In the wake of Trainspotting, British cinema threw the baby out with the bathwater in the desire to create films for the Cool Britannia brand; the result was the old-school British drama got left behind. Last Orders felt like a missable proposition in 2001, a drab-looking film that failed to connect with audiences or awards juries, despite a cast almost entirely made up of iconic actors. Re-issued some two decades later, Fred Schepisi’s serious-minded drama is a worthwhile revival, an underrated film that never got its time in the spotlight.
It’s a grumpy old men scenario; a group of oldies meet in a London pub after the death of life-and-soul-of-the-party Jack (Michael Caine), a professional butcher. The atmosphere is appropriately sombre, but less so when we flash back to Jack’s heyday, with David Hemmings, Bob Hoskins and Tom Courtenay portraying the close pals who made the local boozer rock. Different shades of grief are displayed by Jack’s widow Amy (Helen Mirren) and his adoptive son Vince (Ray Winstone), but the key proves to be a bet with borrowed money that Jack arranges on his deathbed in an attempt to secure Amy’s future.
The title Last Orders means closing time in British pubs, but the title of Graham Swift’s book also chimes with the last orders Jack provides for his friends, who are sent to Margate Pier with Jack’s ashes to scatter them to the seaside winds. ‘In Margate?’ says Ray (Hoskins) incredulously when Amy talks of starting a new life; wherever they go, the characters are haunted by memories of the past that they can’t overcome. Schepisi has pulled off strong theatrical adaptations with Plenty and Six Degrees of Separation, and largely manages the same trick here, snapping back and forwards in time without too much sentimentality, and getting uniformly good performances from his cast, including Stephen McCole, who makes a strong impression as young Winstone.
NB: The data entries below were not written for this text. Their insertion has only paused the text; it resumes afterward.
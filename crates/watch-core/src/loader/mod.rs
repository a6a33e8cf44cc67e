mod http;

pub use http::HttpLoader;

use async_trait::async_trait;
use thiserror::Error;

/// Status reported when the fetch itself failed and no HTTP status exists.
pub const FETCH_FAILED_STATUS: u16 = 0;

#[derive(Debug, Error)]
pub enum ResolveError {
    #[error("Network error fetching {url}: {reason}")]
    Network { url: String, reason: String },
    #[error("Timeout fetching {url}")]
    Timeout { url: String },
    #[error("Failed to read body of {url} (HTTP {status}): {reason}")]
    Body {
        url: String,
        status: u16,
        reason: String,
    },
    #[error("No segment URL found in playlist {url} (HTTP {status})")]
    NoSegment { url: String, status: u16 },
}

impl ResolveError {
    /// HTTP status seen before the failure, or [`FETCH_FAILED_STATUS`].
    pub fn status_code(&self) -> u16 {
        match self {
            Self::Body { status, .. } | Self::NoSegment { status, .. } => *status,
            Self::Network { .. } | Self::Timeout { .. } => FETCH_FAILED_STATUS,
        }
    }
}

/// Raw playlist fetch result. Non-2xx responses are returned, not treated as errors.
#[derive(Debug, Clone, PartialEq, Eq)]
pub struct PlaylistResponse {
    pub status: u16,
    pub body: String,
}

/// Trait for fetching playlist text from a URI.
///
/// Object-safe and Send + Sync so one loader can be shared by every channel task.
#[async_trait]
pub trait PlaylistLoader: Send + Sync {
    async fn load(&self, uri: &str) -> Result<PlaylistResponse, ResolveError>;
}

/// First segment URL of a playlist plus the status it was served with.
#[derive(Debug, Clone, PartialEq, Eq)]
pub struct ResolvedSegment {
    pub segment_url: String,
    pub status: u16,
}

/// Returns the first line starting with `https://`, trimmed.
pub fn first_segment_url(body: &str) -> Option<&str> {
    body.lines()
        .find(|line| line.starts_with("https://"))
        .map(str::trim)
}

/// Fetches `playlist_url` once and extracts its first absolute segment URL.
pub async fn resolve_segment(
    loader: &dyn PlaylistLoader,
    playlist_url: &str,
) -> Result<ResolvedSegment, ResolveError> {
    let response = loader.load(playlist_url).await?;
    match first_segment_url(&response.body) {
        Some(segment) => Ok(ResolvedSegment {
            segment_url: segment.to_string(),
            status: response.status,
        }),
        None => Err(ResolveError::NoSegment {
            url: playlist_url.to_string(),
            status: response.status,
        }),
    }
}
use std::path::PathBuf;
use std::sync::Arc;

use tokio::sync::RwLock;

use watch_core::{ChannelStateStore, ChannelTarget, SweepReports, Watcher};

/// Read-only view of a running watcher shared with every handler.
#[derive(Clone)]
pub struct AppState {
    pub store: ChannelStateStore,
    pub channels: Arc<Vec<ChannelTarget>>,
    pub reports: SweepReports,
    pub thumbnail_dir: PathBuf,
}

impl AppState {
    pub fn new() -> Self {
        Self {
            store: ChannelStateStore::new(),
            channels: Arc::new(Vec::new()),
            reports: Arc::new(RwLock::new(None)),
            thumbnail_dir: PathBuf::from("thumbnails"),
        }
    }

    /// Shares the watcher's store, sweep reports, channel list and thumbnail directory.
    pub fn from_watcher(watcher: &Watcher) -> Self {
        Self {
            store: watcher.store().clone(),
            channels: Arc::new(watcher.channels().to_vec()),
            reports: watcher.reports(),
            thumbnail_dir: watcher.config().thumbnail_dir.clone(),
        }
    }

    pub fn with_store(mut self, store: ChannelStateStore) -> Self {
        self.store = store;
        self
    }

    pub fn with_channels(mut self, channels: Vec<ChannelTarget>) -> Self {
        self.channels = Arc::new(channels);
        self
    }

    pub fn with_reports(mut self, reports: SweepReports) -> Self {
        self.reports = reports;
        self
    }

    pub fn with_thumbnail_dir(mut self, dir: impl Into<PathBuf>) -> Self {
        self.thumbnail_dir = dir.into();
        self
    }
}

impl Default for AppState {
    fn default() -> Self {
        Self::new()
    }
}
//! Stall detection and alert debouncing.
//!
//! A channel is stalled when it serves the same first segment as last time, or
//! when its playlist answers with a 4xx/5xx status. Consecutive stalled
//! observations advance a counter; the alarm latches once the counter reaches
//! the threshold and only rearms when a fresh segment is served with a healthy
//! status.

use chrono::{DateTime, Utc};
use uuid::Uuid;

use crate::config::WatchConfig;
use crate::notify::Alarm;
use crate::registry::ChannelTarget;

use super::state::ChannelState;

/// Counter value at which the incident clock starts.
pub const INCIDENT_START_COUNT: u32 = 2;

pub fn is_error_status(status: u16) -> bool {
    (400..=599).contains(&status)
}

/// A completed resolve + thumbnail step.
#[derive(Debug, Clone, PartialEq, Eq)]
pub struct Observation {
    pub segment_url: String,
    pub status: u16,
    pub thumbnail_path: String,
    pub generated_at: String,
}

/// Result of debouncing one observation. `state` replaces the stored entry.
#[derive(Debug, Clone)]
pub struct Decision {
    pub state: ChannelState,
    pub stalled: bool,
    /// Set only on the transition into alarm, and only when notifications are enabled.
    pub alarm: Option<Alarm>,
}

#[derive(Debug, Clone, Copy, Default)]
struct Progress {
    repeat_count: u32,
    alarm: bool,
    incident_began_at: Option<DateTime<Utc>>,
    last_notified_at: Option<DateTime<Utc>>,
}

impl Progress {
    fn of(prior: Option<&ChannelState>) -> Self {
        prior
            .map(|p| Progress {
                repeat_count: p.repeat_count,
                alarm: p.alarm,
                incident_began_at: p.incident_began_at,
                last_notified_at: p.last_notified_at,
            })
            .unwrap_or_default()
    }
}

#[derive(Debug, Clone, Copy)]
pub struct Debouncer {
    threshold: u32,
    notify_enabled: bool,
}

impl Debouncer {
    pub fn new(threshold: u32, notify_enabled: bool) -> Self {
        Self {
            threshold: threshold.max(1),
            notify_enabled,
        }
    }

    pub fn from_config(config: &WatchConfig) -> Self {
        Self::new(config.alert_threshold, config.notify_enabled)
    }

    pub fn threshold(&self) -> u32 {
        self.threshold
    }

    /// Debounces a successful observation against the prior state (if any).
    pub fn observe(
        &self,
        target: &ChannelTarget,
        prior: Option<&ChannelState>,
        obs: &Observation,
        now: DateTime<Utc>,
    ) -> Decision {
        let repeated = prior.is_some_and(|p| p.segment_url == obs.segment_url);
        let stalled = repeated || is_error_status(obs.status);
        let (progress, alarm) = self.advance(target, Progress::of(prior), stalled, obs.status, now);

        Decision {
            state: ChannelState {
                channel_id: target.id.clone(),
                display_name: target.display_name.clone(),
                name: target.name.clone(),
                playlist_url: target.playlist_url.clone(),
                thumbnail_path: obs.thumbnail_path.clone(),
                generated_at: obs.generated_at.clone(),
                segment_url: obs.segment_url.clone(),
                last_status: obs.status,
                repeat_count: progress.repeat_count,
                alarm: progress.alarm,
                incident_began_at: progress.incident_began_at,
                last_notified_at: progress.last_notified_at,
                updated_at: now,
            },
            stalled,
            alarm,
        }
    }

    /// Counts a failed resolve or thumbnail step as a stalled observation.
    ///
    /// Segment and thumbnail fields are carried over from `prior`.
    pub fn observe_failure(
        &self,
        target: &ChannelTarget,
        prior: &ChannelState,
        status: u16,
        now: DateTime<Utc>,
    ) -> Decision {
        let (progress, alarm) = self.advance(target, Progress::of(Some(prior)), true, status, now);
        let mut state = prior.clone();
        state.last_status = status;
        state.repeat_count = progress.repeat_count;
        state.alarm = progress.alarm;
        state.incident_began_at = progress.incident_began_at;
        state.last_notified_at = progress.last_notified_at;
        state.updated_at = now;
        Decision {
            state,
            stalled: true,
            alarm,
        }
    }

    fn advance(
        &self,
        target: &ChannelTarget,
        prior: Progress,
        stalled: bool,
        status: u16,
        now: DateTime<Utc>,
    ) -> (Progress, Option<Alarm>) {
        let mut next = prior;
        if stalled {
            next.repeat_count = prior.repeat_count.saturating_add(1);
            if next.repeat_count == INCIDENT_START_COUNT {
                next.incident_began_at = Some(now);
            }
        } else {
            next.repeat_count = 0;
            next.alarm = false;
            next.incident_began_at = None;
        }

        let mut raised = None;
        if next.repeat_count >= self.threshold && !next.alarm {
            next.alarm = true;
            if self.notify_enabled {
                next.last_notified_at = Some(now);
                raised = Some(Alarm {
                    id: Uuid::new_v4(),
                    channel: target.clone(),
                    repeat_count: next.repeat_count,
                    status,
                    incident_began_at: next.incident_began_at.unwrap_or(now),
                    notified_at: now,
                });
            }
        }
        (next, raised)
    }
}

#[cfg(test)]
mod tests {
    use chrono::Duration;

    use super::*;

    fn target() -> ChannelTarget {
        ChannelTarget {
            id: "101".into(),
            display_name: "News 24".into(),
            name: "news24".into(),
            playlist_url: "https://origin.example.com/news24/index.m3u8".into(),
            product: "ssai".into(),
            cdn_code: "akm".into(),
        }
    }

    fn obs(url: &str, status: u16) -> Observation {
        Observation {
            segment_url: url.into(),
            status,
            thumbnail_path: "thumbnails/news24.jpg".into(),
            generated_at: "10:00:00".into(),
        }
    }

    /// Feeds observations through the debouncer, returning every decision.
    fn run(debouncer: Debouncer, seq: &[(&str, u16)]) -> Vec<Decision> {
        let t0 = Utc::now();
        let mut prior: Option<ChannelState> = None;
        let mut out = Vec::new();
        for (i, (url, status)) in seq.iter().enumerate() {
            let d = debouncer.observe(
                &target(),
                prior.as_ref(),
                &obs(url, *status),
                t0 + Duration::seconds(10 * i as i64),
            );
            prior = Some(d.state.clone());
            out.push(d);
        }
        out
    }

    #[test]
    fn first_healthy_observation_starts_at_zero() {
        let d = run(Debouncer::new(3, true), &[("https://cdn/x.ts", 200)]);
        assert!(!d[0].stalled);
        assert_eq!(d[0].state.repeat_count, 0);
        assert!(!d[0].state.alarm);
    }

    #[test]
    fn first_observation_with_error_status_counts() {
        let d = run(Debouncer::new(3, true), &[("https://cdn/x.ts", 503)]);
        assert!(d[0].stalled);
        assert_eq!(d[0].state.repeat_count, 1);
    }

    #[test]
    fn repeated_url_increments_by_one() {
        let d = run(
            Debouncer::new(10, true),
            &[
                ("https://cdn/x.ts", 200),
                ("https://cdn/x.ts", 200),
                ("https://cdn/x.ts", 200),
                ("https://cdn/x.ts", 200),
            ],
        );
        let counts: Vec<u32> = d.iter().map(|d| d.state.repeat_count).collect();
        assert_eq!(counts, vec![0, 1, 2, 3]);
    }

    #[test]
    fn error_status_increments_regardless_of_url() {
        let d = run(
            Debouncer::new(10, true),
            &[
                ("https://cdn/a.ts", 200),
                ("https://cdn/b.ts", 404),
                ("https://cdn/c.ts", 500),
                ("https://cdn/d.ts", 599),
            ],
        );
        let counts: Vec<u32> = d.iter().map(|d| d.state.repeat_count).collect();
        assert_eq!(counts, vec![0, 1, 2, 3]);
    }

    #[test]
    fn status_boundaries() {
        assert!(!is_error_status(399));
        assert!(is_error_status(400));
        assert!(is_error_status(599));
        assert!(!is_error_status(600));
        assert!(!is_error_status(0));
    }

    #[test]
    fn alarm_fires_once_on_threshold() {
        // threshold 3: counters 1, 2, 3; alarm on the third observation, one notification.
        let d = run(
            Debouncer::new(3, true),
            &[
                ("https://cdn/x.ts", 200),
                ("https://cdn/x.ts", 200),
                ("https://cdn/x.ts", 200),
                ("https://cdn/x.ts", 200),
            ],
        );
        let counts: Vec<u32> = d[1..].iter().map(|d| d.state.repeat_count).collect();
        assert_eq!(counts, vec![1, 2, 3]);
        assert!(!d[1].state.alarm);
        assert!(!d[2].state.alarm);
        assert!(d[3].state.alarm);
        let alarms: Vec<&Alarm> = d.iter().filter_map(|d| d.alarm.as_ref()).collect();
        assert_eq!(alarms.len(), 1);
        assert_eq!(alarms[0].repeat_count, 3);
        assert_eq!(alarms[0].channel.cdn_code, "akm");
    }

    #[test]
    fn alarm_stays_latched_without_renotifying() {
        let seq = vec![("https://cdn/x.ts", 200); 8];
        let d = run(Debouncer::new(3, true), &seq);
        assert!(d[3..].iter().all(|d| d.state.alarm));
        assert_eq!(d.iter().filter(|d| d.alarm.is_some()).count(), 1);
        assert_eq!(d.last().unwrap().state.repeat_count, 7);
    }

    #[test]
    fn fresh_healthy_segment_resets_and_rearms() {
        let d = run(
            Debouncer::new(3, true),
            &[
                ("https://cdn/x.ts", 200),
                ("https://cdn/x.ts", 200),
                ("https://cdn/x.ts", 200),
                ("https://cdn/x.ts", 200),
                ("https://cdn/y.ts", 200),
            ],
        );
        let last = &d[4].state;
        assert!(!d[4].stalled);
        assert_eq!(last.repeat_count, 0);
        assert!(!last.alarm);
        assert!(last.incident_began_at.is_none());
        assert!(last.last_notified_at.is_some());
    }

    #[test]
    fn error_then_fresh_healthy_segment_resets() {
        let d = run(
            Debouncer::new(3, true),
            &[("https://cdn/x.ts", 500), ("https://cdn/y.ts", 200)],
        );
        assert_eq!(d[0].state.repeat_count, 1);
        assert_eq!(d[1].state.repeat_count, 0);
        assert!(!d[1].state.alarm);
    }

    #[test]
    fn rearmed_alarm_fires_again_on_next_incident() {
        let mut seq = vec![("https://cdn/x.ts", 200); 4];
        seq.push(("https://cdn/y.ts", 200));
        seq.extend(vec![("https://cdn/y.ts", 200); 3]);
        let d = run(Debouncer::new(3, true), &seq);
        assert_eq!(d.iter().filter(|d| d.alarm.is_some()).count(), 2);
    }

    #[test]
    fn alarm_never_set_below_threshold() {
        let seq = vec![("https://cdn/x.ts", 200); 5];
        let d = run(Debouncer::new(6, true), &seq);
        assert!(d.iter().all(|d| !d.state.alarm && d.alarm.is_none()));
    }

    #[test]
    fn incident_clock_starts_at_second_strike() {
        let d = run(
            Debouncer::new(3, true),
            &[
                ("https://cdn/x.ts", 200),
                ("https://cdn/x.ts", 200),
                ("https://cdn/x.ts", 200),
                ("https://cdn/x.ts", 200),
            ],
        );
        assert!(d[1].state.incident_began_at.is_none());
        let began = d[2].state.incident_began_at.unwrap();
        assert_eq!(d[3].state.incident_began_at, Some(began));
        let alarm = d[3].alarm.as_ref().unwrap();
        assert_eq!(alarm.incident_began_at, began);
        assert_eq!(alarm.notified_at, d[3].state.updated_at);
        assert_eq!(d[3].state.last_notified_at, Some(alarm.notified_at));
        assert!(alarm.notified_at > began);
    }

    #[test]
    fn threshold_one_uses_notify_time_as_incident_start() {
        let d = run(
            Debouncer::new(1, true),
            &[("https://cdn/x.ts", 200), ("https://cdn/x.ts", 200)],
        );
        let alarm = d[1].alarm.as_ref().unwrap();
        assert_eq!(alarm.incident_began_at, alarm.notified_at);
    }

    #[test]
    fn disabled_notifications_still_latch_alarm() {
        let seq = vec![("https://cdn/x.ts", 200); 5];
        let d = run(Debouncer::new(3, false), &seq);
        assert!(d[3].state.alarm);
        assert!(d.iter().all(|d| d.alarm.is_none()));
        assert!(d.iter().all(|d| d.state.last_notified_at.is_none()));
    }

    #[test]
    fn alarm_implies_threshold_reached() {
        let seq = [
            ("https://cdn/a.ts", 200),
            ("https://cdn/a.ts", 200),
            ("https://cdn/b.ts", 502),
            ("https://cdn/b.ts", 200),
            ("https://cdn/c.ts", 200),
            ("https://cdn/c.ts", 404),
            ("https://cdn/c.ts", 200),
        ];
        for d in run(Debouncer::new(2, true), &seq) {
            if d.state.alarm {
                assert!(d.state.repeat_count >= 2);
            }
        }
    }

    #[test]
    fn failure_observation_advances_and_keeps_segment() {
        let debouncer = Debouncer::new(2, true);
        let now = Utc::now();
        let first = debouncer.observe(&target(), None, &obs("https://cdn/x.ts", 200), now);
        let failed =
            debouncer.observe_failure(&target(), &first.state, 0, now + Duration::seconds(10));
        assert!(failed.stalled);
        assert_eq!(failed.state.repeat_count, 1);
        assert_eq!(failed.state.segment_url, "https://cdn/x.ts");
        assert_eq!(failed.state.last_status, 0);
        let again =
            debouncer.observe_failure(&target(), &failed.state, 0, now + Duration::seconds(20));
        assert!(again.state.alarm);
        assert!(again.alarm.is_some());
    }
}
Anglophiles will dig the pawky Britishness of Last Orders; it’s always good to hear the phrase ‘knocking shop’ in a film. Perhaps the photography of Trainspotting’s Brian Tufano created the wrong expectations, but Last Orders stands up better now than it did in 2001, and the elegiac sadness of the reflection on alcohol-soaked lives still has a bitter pungency today. Helen Mirren looking sadly at a car dealership from the upstairs of a passing double-decker bus is British cinema in a nutshell, and that formula is seen to some effect here.
Thanks to Vertigo for advance access to this title. Last Orders is re-issued in the UK from May 24th 2021.